Corporate Soulcraft in the Age of Brutal Markets

Business Ethics Quarterly · 1997
被引 0
ABS 3

中文导读

本文探讨资本主义的道德考验,即大型企业能否在盈利的同时,像家庭、教会和社区一样成为个人与国家之间的中介结构,并塑造人的品格与行为。

Abstract

The economic and political arguments for the market principle over alternative forms of economic organization are to my mind irrefutable. It is on the moral level that the perplexing concerns about capitalism center, concerns that have been raised from the beginnings of the industrial era down to the present time. This essay focuses on one major aspect of the ongoing moral test of capitalism: the test of whether our major corporations can both succeed in their profit-making efforts and also serve as one of society’s chief mediating structures that stand, like family, church and community, between the individual and the state. Should the corporation serve not simply as a utilitarian arrangement for the efficient production of high quality goods and services, but also as a moral community that shapes human character and behavior? How can it do so in this age of brutal markets?James Q. Wilson, professor of management at UCLA, has no doubt about the answer.

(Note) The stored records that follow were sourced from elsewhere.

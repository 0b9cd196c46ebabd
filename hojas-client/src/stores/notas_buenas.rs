use std::sync::Arc;

use common::error::{HsError, HsResult};
use hojas_common::{NotaBuena, NuevaNotaBuena, PageInfo, Paginated};
use tokio::sync::watch;

use super::{HasStatus, LoadingGuard, StoreStatus};
use crate::{
    http::ApiTransport,
    viewer::{DocumentViewer, PdfDocument},
};

const NOTAS_BUENAS_PATH: &str = "/api/notas-buenas";
const FETCH_FAILED: &str = "Error al cargar las notas buenas.";
const CREATE_FAILED: &str = "Ocurrió un error al crear la nota.";
const PDF_FAILED: &str = "No se pudo generar el PDF.";

#[derive(Debug, Clone, Default, PartialEq)]
pub struct NotasBuenasState {
    pub notas: Vec<NotaBuena>,
    pub page: PageInfo,
    pub status: StoreStatus,
}

impl HasStatus for NotasBuenasState {
    fn status_mut(&mut self) -> &mut StoreStatus {
        &mut self.status
    }
}

/// Good-conduct notes and the actions that fetch, create and print them
pub struct NotasBuenasStore<T> {
    api: Arc<T>,
    state: Arc<watch::Sender<NotasBuenasState>>,
}

impl<T> Clone for NotasBuenasStore<T> {
    fn clone(&self) -> Self {
        Self {
            api: self.api.clone(),
            state: self.state.clone(),
        }
    }
}

impl<T: ApiTransport> NotasBuenasStore<T> {
    pub fn new(api: Arc<T>) -> Self {
        let (state, _) = watch::channel(NotasBuenasState::default());
        Self {
            api,
            state: Arc::new(state),
        }
    }

    pub fn state(&self) -> NotasBuenasState {
        self.state.borrow().clone()
    }

    pub fn subscribe(&self) -> watch::Receiver<NotasBuenasState> {
        self.state.subscribe()
    }

    /// Replace the local notes with the first page returned by the backend. Failures are only
    /// reported through the store's error message.
    pub async fn fetch_notas_buenas(&self) {
        let loading = LoadingGuard::start(&self.state);
        let page = match self.api.get(NOTAS_BUENAS_PATH).await {
            Ok(response) => response.json::<Paginated<NotaBuena>>(),
            Err(error) => Err(error),
        };
        match page {
            Ok(page) => {
                let (notas, info) = page.into_parts();
                log::debug!("Fetched {} notas buenas", notas.len());
                self.state.send_modify(|state| {
                    state.notas = notas;
                    state.page = info;
                });
            }
            Err(error) => {
                log::error!("Could not fetch notas buenas. {error}");
                loading.fail(FETCH_FAILED);
            }
        }
    }

    /// Submit a new note and put the record the backend created at the front of the list
    /// # Errors
    /// This function will return [HsError::Rejected] carrying the backend's message (or a generic
    /// one) if the note could not be created
    pub async fn create_nota_buena(&self, nota: &NuevaNotaBuena) -> HsResult<NotaBuena> {
        let loading = LoadingGuard::start(&self.state);
        let created = match serde_json::to_value(nota) {
            Ok(body) => match self.api.post(NOTAS_BUENAS_PATH, Some(body)).await {
                Ok(response) => response.json::<NotaBuena>(),
                Err(error) => Err(error),
            },
            Err(error) => Err(error.into()),
        };
        match created {
            Ok(nota) => {
                log::info!("Created nota buena {}", nota.id);
                self.state
                    .send_modify(|state| state.notas.insert(0, nota.clone()));
                Ok(nota)
            }
            Err(error) => {
                log::error!("Could not create nota buena. {error}");
                let message = error
                    .response_message()
                    .unwrap_or_else(|| CREATE_FAILED.to_owned());
                loading.fail(&message);
                Err(HsError::Rejected(message))
            }
        }
    }

    /// Download the printable version of note `id` and hand it to `viewer`
    /// # Errors
    /// This function will return [HsError::Rejected] with the backend's message when the error
    /// body is JSON, or a generic message otherwise
    pub async fn download_pdf<V: DocumentViewer + ?Sized>(
        &self,
        id: i64,
        viewer: &V,
    ) -> HsResult<()> {
        let path = format!("{NOTAS_BUENAS_PATH}/{id}/pdf");
        let response = match self.api.get(&path).await {
            Ok(response) => response,
            Err(error) => {
                log::error!("Could not download PDF for nota buena {id}. {error}");
                let message = error
                    .response_message()
                    .unwrap_or_else(|| PDF_FAILED.to_owned());
                return Err(HsError::Rejected(message));
            }
        };
        let document = PdfDocument {
            file_name: format!("nota-buena-{id}.pdf"),
            bytes: response.body,
        };
        if let Err(error) = viewer.open(document).await {
            log::error!("Could not open PDF for nota buena {id}. {error}");
            return Err(HsError::Rejected(PDF_FAILED.to_owned()));
        }
        Ok(())
    }
}
/// Label shown by `list`; a notebook never exits on its own, so an exited
/// container is reported as paused
fn display_state(state: &str) -> String {
    match state {
        "exited" => NotebookState::Paused.as_str().to_string(),
        other => other.to_string(),
    }
}

impl NotebookManager {
    pub fn new(
        runtime: Arc<dyn ContainerRuntime>,
        workspaces: WorkspaceManager,
        image: String,
        limits: LimitsConfig,
    ) -> Self {
        Self {
            runtime,
            workspaces,
            image,
            limits,
            notebooks: RwLock::new(NotebookTable::default()),
        }
    }

    /// Create and start a notebook, returning its `nb-` id
    pub async fn create(&self) -> SessionResult<String> {
        let (id, workspace) = self.workspaces.allocate_fresh(WorkspaceKind::Notebook).await?;
        let mut session = Session::new(id.clone(), SessionKind::Notebook, workspace);
        let channel = FileChannel::new(
            &session.workspace.code_dir,
            self.limits.notebook_poll_interval(),
        );

        if let Err(e) = self.provision(&mut session, &channel).await {
            warn!(session_id = %id, error = %e, "Notebook creation failed");
            if let Some(container) = &session.container {
                let _ = self.runtime.remove(container, true).await;
            }
            self.workspaces.destroy(&session.workspace).await;
            return Err(e);
        }

        info!(
            session_id = %id,
            kind = SessionKind::Notebook.as_str(),
            container = session.container_ref(),
            "Notebook created"
        );
        metrics::record_session_created(SessionKind::Notebook);

        let entry = Arc::new(NotebookEntry {
            session,
            channel,
            state: RwLock::new(NotebookState::Running),
            run_lock: Mutex::new(()),
            cancel: CancellationToken::new(),
        });
        self.notebooks.write().await.live.insert(id.clone(), entry);

        Ok(format!("{}{}", NOTEBOOK_PREFIX, id))
    }

    async fn provision(&self, session: &mut Session, channel: &FileChannel) -> SessionResult<()> {
        channel.initialize(&self.workspaces).await?;

        let spec = ContainerSpec {
            name: session.id.to_string(),
            image: self.image.clone(),
            binds: vec![
                Bind::new(session.workspace.code_dir.to_string_lossy(), NOTEBOOK_API_MOUNT),
                Bind::new(
                    session.workspace.attachments_dir.to_string_lossy(),
                    ATTACHMENTS_MOUNT,
                ),
            ],
            ..Default::default()
        };

        let container = self.runtime.create(&spec).await?;
        session.container = Some(container.clone());
        self.runtime.start(&container).await?;
        Ok(())
    }

    /// Execute one snippet in a running notebook
    pub async fn run(
        &self,
        raw_id: &str,
        lang: &str,
        code: &str,
        attachments: &[Attachment],
    ) -> SessionResult<NotebookRun> {
        let id = parse_notebook_id(raw_id)?;
        let entry = self.resolve(&id).await?;
        self.ensure_running(&entry).await?;

        if Language::parse(lang) != Some(Language::Python) {
            return Err(SessionError::InvalidLanguage(
                "Invalid language for notebook".to_string(),
            ));
        }

        let _turn = tokio::select! {
            guard = entry.run_lock.lock() => guard,
            _ = entry.cancel.cancelled() => return Err(not_found()),
        };
        // State may have changed while queued behind another run
        self.ensure_running(&entry).await?;

        let started = Instant::now();
        self.workspaces
            .materialize_attachments(&entry.session.workspace.attachments_dir, attachments)
            .await;

        let bound = self.limits.notebook_run_timeout();
        debug!(session_id = %id, code_len = code.len(), "Submitting notebook run");

        let exchange = entry.channel.exchange(&self.workspaces, code);
        let output = tokio::select! {
            answered = tokio::time::timeout(bound, exchange) => match answered {
                Ok(output) => output?,
                Err(_) => {
                    warn!(session_id = %id, timeout_secs = bound.as_secs(), "Notebook run timed out");
                    metrics::record_notebook_run("timeout");
                    return Err(SessionError::NotebookTimeout(bound));
                }
            },
            _ = entry.cancel.cancelled() => {
                debug!(session_id = %id, "Notebook deleted during run");
                return Err(not_found());
            }
        };

        let attachments = self
            .workspaces
            .collect_attachments(&entry.session.workspace.attachments_dir, None)
            .await?;

        metrics::record_notebook_run("ok");
        info!(
            session_id = %id,
            duration_ms = started.elapsed().as_millis() as u64,
            attachments_out = attachments.len(),
            "Notebook run completed"
        );

        Ok(NotebookRun {
            output,
            attachments,
            execution_time: started.elapsed(),
        })
    }

    pub async fn pause(&self, raw_id: &str) -> SessionResult<()> {
        let id = parse_notebook_id(raw_id)?;
        let entry = self.resolve(&id).await?;
        let mut state = entry.state.write().await;
        if *state == NotebookState::Paused {
            return Ok(());
        }

        self.runtime.pause(entry.session.container_ref()).await?;
        *state = NotebookState::Paused;
        info!(session_id = %id, "Notebook paused");
        Ok(())
    }

    /// Unpause, or restart a notebook whose container has stopped
    pub async fn resume(&self, raw_id: &str) -> SessionResult<()> {
        let id = parse_notebook_id(raw_id)?;
        let entry = self.resolve(&id).await?;
        let mut state = entry.state.write().await;

        let container = entry.session.container_ref();
        match self.runtime.status(container).await? {
            ContainerStatus::Paused => self.runtime.unpause(container).await?,
            ContainerStatus::Exited | ContainerStatus::Created => {
                self.runtime.start(container).await?
            }
            _ => {}
        }
        *state = NotebookState::Running;
        info!(session_id = %id, "Notebook resumed");
        Ok(())
    }

    /// Remove a notebook. Deleting an unknown notebook succeeds.
    pub async fn delete(&self, raw_id: &str) -> SessionResult<()> {
        let id = parse_notebook_id(raw_id)?;

        let entry = {
            let mut notebooks = self.notebooks.write().await;
            notebooks.deleting.insert(id.clone());
            notebooks.live.remove(&id)
        };
        if let Some(entry) = &entry {
            entry.cancel.cancel();
        }

        let container = entry
            .as_ref()
            .map(|e| e.session.container_ref().to_string())
            .unwrap_or_else(|| id.to_string());

        // A stopped or paused container refuses the kill; the forced remove covers it
        if let Err(e) = self.runtime.kill(&container).await {
            debug!(session_id = %id, error = %e, "Kill before delete failed");
        }
        match self.runtime.remove(&container, true).await {
            Ok(()) | Err(RuntimeError::NotFound(_)) => {}
            Err(e) => warn!(session_id = %id, error = %e, "Failed to remove notebook container"),
        }

        let workspace = self.workspaces.path_for(&id, WorkspaceKind::Notebook);
        self.workspaces.destroy(&workspace).await;
        self.notebooks.write().await.deleting.remove(&id);

        if entry.is_some() {
            metrics::record_session_closed(SessionKind::Notebook, "deleted");
        }
        info!(session_id = %id, known = entry.is_some(), "Notebook deleted");
        Ok(())
    }

    /// Every container known to the runtime, labelled as a notebook
    pub async fn list(&self) -> SessionResult<Vec<NotebookSummary>> {
        let containers = self.runtime.list().await?;
        Ok(containers
            .into_iter()
            .filter_map(|c| {
                let name = c.names.first()?.strip_prefix('/')?.to_string();
                Some(NotebookSummary {
                    id: format!("{}{}", NOTEBOOK_PREFIX, name),
                    state: display_state(&c.state),
                })
            })
            .collect())
    }

    pub async fn active_count(&self) -> usize {
        self.notebooks.read().await.live.len()
    }

    /// Tracked entry of `id`, adopting a notebook whose workspace survived a
    /// restart of the orchestrator. Adoption holds the table lock so it cannot
    /// interleave with a delete of the same id.
    async fn resolve(&self, id: &SessionId) -> SessionResult<Arc<NotebookEntry>> {
        if let Some(entry) = self.notebooks.read().await.live.get(id) {
            return Ok(entry.clone());
        }

        let mut notebooks = self.notebooks.write().await;
        if let Some(entry) = notebooks.live.get(id) {
            return Ok(entry.clone());
        }
        if notebooks.deleting.contains(id) {
            return Err(not_found());
        }

        let workspace = self
            .workspaces
            .open(id, WorkspaceKind::Notebook)
            .await
            .ok_or_else(not_found)?;

        let state = match self.runtime.status(id.as_str()).await {
            Ok(ContainerStatus::Running) => NotebookState::Running,
            Ok(_) => NotebookState::Paused,
            Err(RuntimeError::NotFound(_)) => return Err(not_found()),
            Err(e) => return Err(e.into()),
        };

        let mut session = Session::new(id.clone(), SessionKind::Notebook, workspace);
        session.container = Some(id.to_string());
        let channel = FileChannel::new(
            &session.workspace.code_dir,
            self.limits.notebook_poll_interval(),
        );

        info!(session_id = %id, state = state.as_str(), "Adopted existing notebook");
        let entry = Arc::new(NotebookEntry {
            session,
            channel,
            state: RwLock::new(state),
            run_lock: Mutex::new(()),
            cancel: CancellationToken::new(),
        });
        notebooks.live.insert(id.clone(), entry.clone());
        Ok(entry)
    }

    /// Fail fast unless both the tracked state and the container say running.
    /// A container stopped or paused behind our back is recorded as paused.
    async fn ensure_running(&self, entry: &NotebookEntry) -> SessionResult<()> {
        if entry.cancel.is_cancelled() {
            return Err(not_found());
        }
        let mut state = entry.state.write().await;
        if *state == NotebookState::Running {
            match self.runtime.status(entry.session.container_ref()).await {
                Ok(ContainerStatus::Running) => return Ok(()),
                Ok(status) => {
                    warn!(
                        session_id = %entry.session.id,
                        status = status.as_str(),
                        "Notebook container is not running"
                    );
                    *state = NotebookState::Paused;
                }
                Err(RuntimeError::NotFound(_)) => return Err(not_found()),
                Err(e) => return Err(e.into()),
            }
        }
        Err(SessionError::SessionNotRunning(
            "This notebook is paused".to_string(),
        ))
    }
}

In an article last year, he said: “The problem of imbuing large-scale enterprise with a decent moral life is fundamental.” Corporations “are systems of human action that cannot for long command the loyalty of their members if their standards of collective action are materially lower than those of their individual members.” Capitalists should recognize, he concluded, “that, while free markets will ruthlessly eliminate inefficient firms, the moral sentiments of man will only gradually and uncertainly penalize immoral ones. But, while the quick destruction of inefficient corporations threatens only individual firms, the slow anger at immoral ones threatens capitalism, and thus freedom itself.”